In a slide presentation for investors posted to the company’s website Tuesday, the company said Elaine Wynn, “participated in board meetings in which Wynn Resorts’ plans to acquire property in Las Vegas were discussed at length.”

One property the company looked at was the nearly 35-acre New Frontier site, across from Wynn Las Vegas. The site was in foreclosure and had been vacant since 2007. It was purchased in August by a group that included Australian billionaire James Packer, investment company Oaktree Capital Management and former Wynn Las Vegas President Andrew Pascal, who is Elaine Wynn’s nephew.

“At no time did Ms. Wynn recuse herself from the board discussions or inform the board that her nephew was involved in a competing bid,” Wynn Resorts stated. “Ultimately, the land that Wynn Resorts wanted was purchased by a group that included Ms. Wynn’s nephew.”

In October 2011, Steve Wynn discussed the New Frontier site during the company’s third-quarter conference call. The Elad Group of Israel bought the site in 2007 for $1.24 billion and planned to build a $5 billion version of New York’s Plaza Hotel.

Steve Wynn said the Elad Group had approached him “on a monthly basis” to build something on the site that could be connected to Wynn Las Vegas and Encore.

However, he declined the offer because he couldn’t determine the project’s return on investment.

A spokesman for Elaine Wynn declined to comment Tuesday on the company’s filing.

Wynn Resorts also accused Wynn of selling $10 million worth of company stock through her private foundation during a “blackout period” before the company announced earnings. The company said Wynn “took the position that her personal foundation is not subject to the company’s insider trading policy.”

In a 2012 lawsuit that remains pending, Elaine Wynn challenged a long-standing shareholder agreement with Steve Wynn, which gives him control over her 9.5 million shares in the company.

In the slide presentation, Wynn Resorts said Wynn sought an amendment to her stockholder agreement to increase the amount of stock that she is permitted to sell. The move came when the board was restructuring Steve Wynn’s compensation by providing for performance-contingent equity awards.

“These actions left the independent directors with the sense that she was acting primarily as a litigant rather than an advocate of the average stockholder of the company,” Wynn Resorts said.

The company acknowledged Wynn’s ouster would leave the board as an all-male panel. However, in the letter to shareholders, the company said it plans to expand the panel with one or more board members and “intends to prioritize women and diverse candidates in its search,” appointing new directors by the end of the year.

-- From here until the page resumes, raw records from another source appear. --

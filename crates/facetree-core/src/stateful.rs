#![forbid(unsafe_code)]

//! Opt-in trait for trees with persistable UI state.
//!
//! A tree's user-facing state (checked leaves, expanded nodes, the selected
//! node) should survive a restart even though the tree itself is rebuilt
//! from a fresh search result. [`Stateful`] is the contract for extracting
//! that state and re-applying it to a rebuilt tree.
//!
//! # Invariants
//!
//! 1. **Round-trip fidelity**: `restore_state(save_state())` on the same
//!    tree produces the same observable checked/expanded/selected state.
//! 2. **Graceful mismatch**: state that names nodes which no longer exist is
//!    ignored; a version mismatch in [`VersionedState`] falls back to
//!    `State::default()`.
//! 3. **No side effects**: `save_state` is a pure read.
//!
//! # Feature Gate
//!
//! [`VersionedState`] derives `Serialize`/`Deserialize` with the
//! `state-persistence` feature.

use core::fmt;

/// Unique identifier for a tree's persisted state.
#[derive(Clone, Debug, PartialEq, Eq, Hash)]
pub struct StateKey {
    /// The tree kind (e.g. `"FacetTree"`).
    pub kind: &'static str,
    /// Instance-unique identifier.
    pub instance_id: String,
}

impl StateKey {
    /// Create a new state key.
    #[must_use]
    pub fn new(kind: &'static str, id: impl Into<String>) -> Self {
        Self {
            kind,
            instance_id: id.into(),
        }
    }

    /// Canonical string representation: `"kind::instance_id"`.
    #[must_use]
    pub fn canonical(&self) -> String {
        self.to_string()
    }
}

impl fmt::Display for StateKey {
    fn fmt(&self, f: &mut fmt::Formatter<'_>) -> fmt::Result {
        write!(f, "{}::{}", self.kind, self.instance_id)
    }
}

/// Save and restore user-facing tree state.
pub trait Stateful: Sized {
    /// The persisted state. `Default` is the fallback for missing or
    /// mismatched state.
    type State: Default;

    /// Unique key of this instance.
    fn state_key(&self) -> StateKey;

    /// Extract the current state. Must be a pure read.
    fn save_state(&self) -> Self::State;

    /// Re-apply a saved state, ignoring entries that no longer resolve.
    fn restore_state(&mut self, state: Self::State);

    /// Schema version; bump when `State` changes incompatibly.
    fn state_version() -> u32 {
        1
    }
}

/// Version-tagged envelope for persisted state.
#[derive(Clone, Debug, PartialEq)]
#[cfg_attr(
    feature = "state-persistence",
    derive(serde::Serialize, serde::Deserialize)
)]
pub struct VersionedState<S> {
    /// Schema version (from [`Stateful::state_version`]).
    pub version: u32,
    /// The state payload.
    pub data: S,
}

impl<S> VersionedState<S> {
    /// Pack an instance's state with its current version.
    pub fn pack<W: Stateful<State = S>>(widget: &W) -> Self {
        Self {
            version: W::state_version(),
            data: widget.save_state(),
        }
    }

    /// Unpack, or `None` on version mismatch.
    pub fn unpack<W: Stateful<State = S>>(self) -> Option<S> {
        (self.version == W::state_version()).then_some(self.data)
    }

    /// Unpack, falling back to `S::default()` on version mismatch.
    pub fn unpack_or_default<W: Stateful<State = S>>(self) -> S
    where
        S: Default,
    {
        self.unpack::<W>().unwrap_or_default()
    }
}
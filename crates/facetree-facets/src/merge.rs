#![forbid(unsafe_code)]

//! Incremental facet merge.
//!
//! Every search returns a fresh aggregation tree. Replacing the displayed
//! tree with it would lose the user's checkboxes and make facets that the
//! current filter excludes disappear, so the user could never widen the
//! search again. Instead the fresh tree is merged into the displayed one:
//!
//! 1. The first result is installed as-is.
//! 2. Afterwards every displayed count is zeroed.
//! 3. Each incoming category is matched by name against the displayed
//!    categories. Within a matched category each incoming value either
//!    updates the displayed value of the same name (payload, count and the
//!    subtree below it) or is appended. Blank-named values are skipped.
//! 4. Each category's count is recomputed from its values.
//!
//! Displayed nodes are never removed: a value missing from the fresh result
//! stays with a count of zero. Matched nodes keep their identity and their
//! checked/expanded/selected state.
//!
//! ```
//! use facetree_facets::{FacetTree, facet, merge};
//!
//! let shown: FacetTree<()> = FacetTree::from_subtrees([facet("Status", 5)
//!     .child(facet("new", 2))
//!     .child(facet("draft", 1))
//!     .child(facet("unread", 2))]);
//! let fresh = FacetTree::from_subtrees([facet("Status", 10)
//!     .child(facet("new", 8))
//!     .child(facet("draft", 2))]);
//!
//! let merged = merge(shown, fresh);
//! let status = merged.category("Status").unwrap();
//! assert_eq!(merged.doc_count(status), Some(10));
//! let unread = merged.value(status, "unread").unwrap();
//! assert_eq!(merged.doc_count(unread), Some(0));
//! ```

use facetree_core::{Forest, Node, NodeId, Subtree, apply};

use crate::config::{MergeConfig, NewCategoryPolicy};
use crate::facet::{FacetNode, FacetTree, children_sum, replace_payload, write_doc_count};

/// Merge `incoming` into `existing` with the default configuration.
#[must_use]
pub fn merge<P>(existing: FacetTree<P>, incoming: FacetTree<P>) -> FacetTree<P> {
    MergeEngine::default().merge(existing, incoming)
}

/// What a merge did.
#[derive(Debug, Clone, Copy, PartialEq, Eq, Default)]
pub struct MergeReport {
    /// The displayed tree was empty and the incoming one was installed.
    pub passthrough: bool,
    /// Displayed values updated from a same-named incoming value.
    pub updated: usize,
    /// Incoming values appended to a displayed category.
    pub added: usize,
    /// Displayed values with no incoming counterpart (kept at zero).
    pub retained: usize,
    /// Incoming values skipped for a blank name.
    pub skipped_blank: usize,
    /// Incoming categories dropped under [`NewCategoryPolicy::Ignore`].
    pub dropped_categories: usize,
    /// Incoming categories appended under [`NewCategoryPolicy::Append`].
    pub appended_categories: usize,
}

/// Facet merge with a fixed configuration.
#[derive(Debug, Clone, Copy, Default)]
pub struct MergeEngine {
    config: MergeConfig,
}

impl MergeEngine {
    /// Create an engine.
    #[must_use]
    pub fn new(config: MergeConfig) -> Self {
        Self { config }
    }

    /// Create an engine configured from the environment.
    #[must_use]
    pub fn from_env() -> Self {
        Self::new(MergeConfig::from_env())
    }

    /// The active configuration.
    #[must_use]
    pub fn config(&self) -> &MergeConfig {
        &self.config
    }

    /// Merge `incoming` into `existing` and return the tree to display.
    #[must_use]
    pub fn merge<P>(
        &self,
        existing: FacetTree<P>,
        incoming: FacetTree<P>,
    ) -> FacetTree<P> {
        let mut merged = existing;
        self.merge_into(&mut merged, incoming);
        merged
    }

    /// Merge `incoming` into `existing` in place.
    ///
    /// When `existing` is empty it is replaced by `incoming`, keeping its
    /// persistence id if `incoming` has none.
    pub fn merge_into<P>(
        &self,
        existing: &mut FacetTree<P>,
        mut incoming: FacetTree<P>,
    ) -> MergeReport {
        #[cfg(feature = "tracing")]
        let _span = tracing::debug_span!(
            "facet_merge",
            existing_roots = existing.roots().len(),
            incoming_roots = incoming.roots().len(),
        )
        .entered();

        let mut report = MergeReport::default();

        if existing.is_empty() {
            if incoming.persistence_id.is_none() {
                incoming.persistence_id = existing.persistence_id.take();
            }
            *existing = incoming;
            report.passthrough = true;
            facetree_core::debug!(
                roots = existing.roots().len(),
                "facet merge installed first result"
            );
            return report;
        }

        let roots = existing.roots().to_vec();
        let displayed_values: usize = roots
            .iter()
            .map(|&root| existing.forest().children(root).len())
            .sum();

        // `apply` only fails for an absent target.
        let _ = apply(existing.forest_mut(), Some(roots.as_slice()), |forest, id| {
            write_doc_count(forest, id, 0);
        });

        for category in incoming.roots().to_vec() {
            self.merge_category(existing, &mut incoming, category, &mut report);
        }

        for root in existing.roots().to_vec() {
            let forest = existing.forest_mut();
            if let Some(sum) = children_sum(forest, root) {
                write_doc_count(forest, root, sum);
                let _ = forest.recompute_checked(root);
            }
        }

        report.retained = displayed_values.saturating_sub(report.updated);
        facetree_core::debug!(
            updated = report.updated,
            added = report.added,
            retained = report.retained,
            skipped_blank = report.skipped_blank,
            dropped_categories = report.dropped_categories,
            appended_categories = report.appended_categories,
            "facet merge complete"
        );
        report
    }

    fn merge_category<P>(
        &self,
        existing: &mut FacetTree<P>,
        incoming: &mut FacetTree<P>,
        category: NodeId,
        report: &mut MergeReport,
    ) {
        let Some(name) = incoming.name(category).map(str::to_owned) else {
            return;
        };
        let Some(found) = self.find_named(existing, existing.roots(), &name) else {
            match self.config.new_categories {
                NewCategoryPolicy::Ignore => {
                    facetree_core::debug!(category = %name, "dropping category not on display");
                    report.dropped_categories += 1;
                }
                NewCategoryPolicy::Append => {
                    if let Some(tree) = incoming.forest_mut().detach(category) {
                        self.append_category(existing, tree, report);
                    }
                }
            }
            return;
        };

        // A category without values carries its own count.
        if incoming.forest().children(category).is_empty()
            && existing.forest().children(found).is_empty()
        {
            if let Some(tree) = incoming.forest_mut().detach(category) {
                update_node(existing.forest_mut(), found, tree);
            }
            return;
        }

        for concrete in incoming.forest().children(category).to_vec() {
            let Some(value) = incoming.forest().data(concrete) else {
                continue;
            };
            if value.is_blank() {
                report.skipped_blank += 1;
                continue;
            }
            let value_name = value.name().to_owned();
            let matched = self.find_named(existing, existing.forest().children(found), &value_name);
            let Some(tree) = incoming.forest_mut().detach(concrete) else {
                continue;
            };
            match matched {
                None => {
                    if existing.forest_mut().insert(Some(found), tree).is_ok() {
                        report.added += 1;
                    }
                }
                Some(target) => {
                    update_node(existing.forest_mut(), target, tree);
                    report.updated += 1;
                }
            }
        }
    }

    /// Attach a category that is not on display, without its blank values.
    fn append_category<P>(
        &self,
        existing: &mut FacetTree<P>,
        mut tree: Subtree<FacetNode<P>>,
        report: &mut MergeReport,
    ) {
        let had_values = !tree.children().is_empty();
        let before = tree.children().len();
        tree.children_mut().retain(|value| !value.data().is_blank());
        report.skipped_blank += before - tree.children().len();

        let forest = existing.forest_mut();
        let Ok(id) = forest.insert(None, tree) else {
            return;
        };
        if had_values {
            let sum = children_sum(forest, id).unwrap_or(0);
            write_doc_count(forest, id, sum);
        }
        report.appended_categories += 1;
    }

    fn find_named<P>(&self, tree: &FacetTree<P>, ids: &[NodeId], name: &str) -> Option<NodeId> {
        ids.iter().copied().find(|&id| {
            tree.name(id)
                .is_some_and(|candidate| self.config.names_match(candidate, name))
        })
    }
}

/// Copy payload and count from `tree` onto `target` and replace everything
/// below `target` with `tree`'s children.
///
/// New children take `target`'s checked state when it is definite;
/// otherwise `target` recomputes its state from them.
fn update_node<P>(
    forest: &mut Forest<FacetNode<P>>,
    target: NodeId,
    mut tree: Subtree<FacetNode<P>>,
) {
    let doc_count = tree.data().doc_count();
    replace_payload(forest, target, tree.data_mut().take_payload());
    write_doc_count(forest, target, doc_count);

    let old_children = forest.children(target).to_vec();
    let new_children = std::mem::take(tree.children_mut());
    if old_children.is_empty() && new_children.is_empty() {
        return;
    }
    for child in old_children {
        forest.detach(child);
    }

    let state = forest.get(target).map(Node::checked).unwrap_or_default();
    for child in new_children {
        if let Ok(id) = forest.insert(Some(target), child) {
            if state.is_defined() {
                let _ = forest.set_checked(id, state, true, false);
            }
        }
    }
    if !state.is_defined() {
        let _ = forest.recompute_checked(target);
    }
}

Both the slide presentation and the letter were filed with the Securities and Exchange Commission.

The annual shareholders meeting is scheduled for April 24 at Wynn Las Vegas.

In her proxy filing, Wynn asked stockholders to vote for her instead of John Hagenbuch. He was nominated by the company along with J. Edward Virtue. Hagenbuch and Virtue have been Wynn Resorts directors since 2012.

Wynn Resorts board members said the lawsuit was a primary reason for removing her from the board. The company outlined in an SEC filing how it could be forced to repurchase a portion of its corporate debt under unfavorable terms if Wynn prevails in her lawsuit.

Based on the shareholders agreement, Steve Wynn and Elaine Wynn control 19.3 percent of Wynn Resorts, the largest single stake.

Investment management firm T. Rowe Price owns 17 million shares, or 16.8 percent of the company.

If Elaine Wynn gains control of her more than 9.4 percent stake, she would be company’s third-largest stockholder. Steve Wynn would own 9.9 percent, or 10 million shares.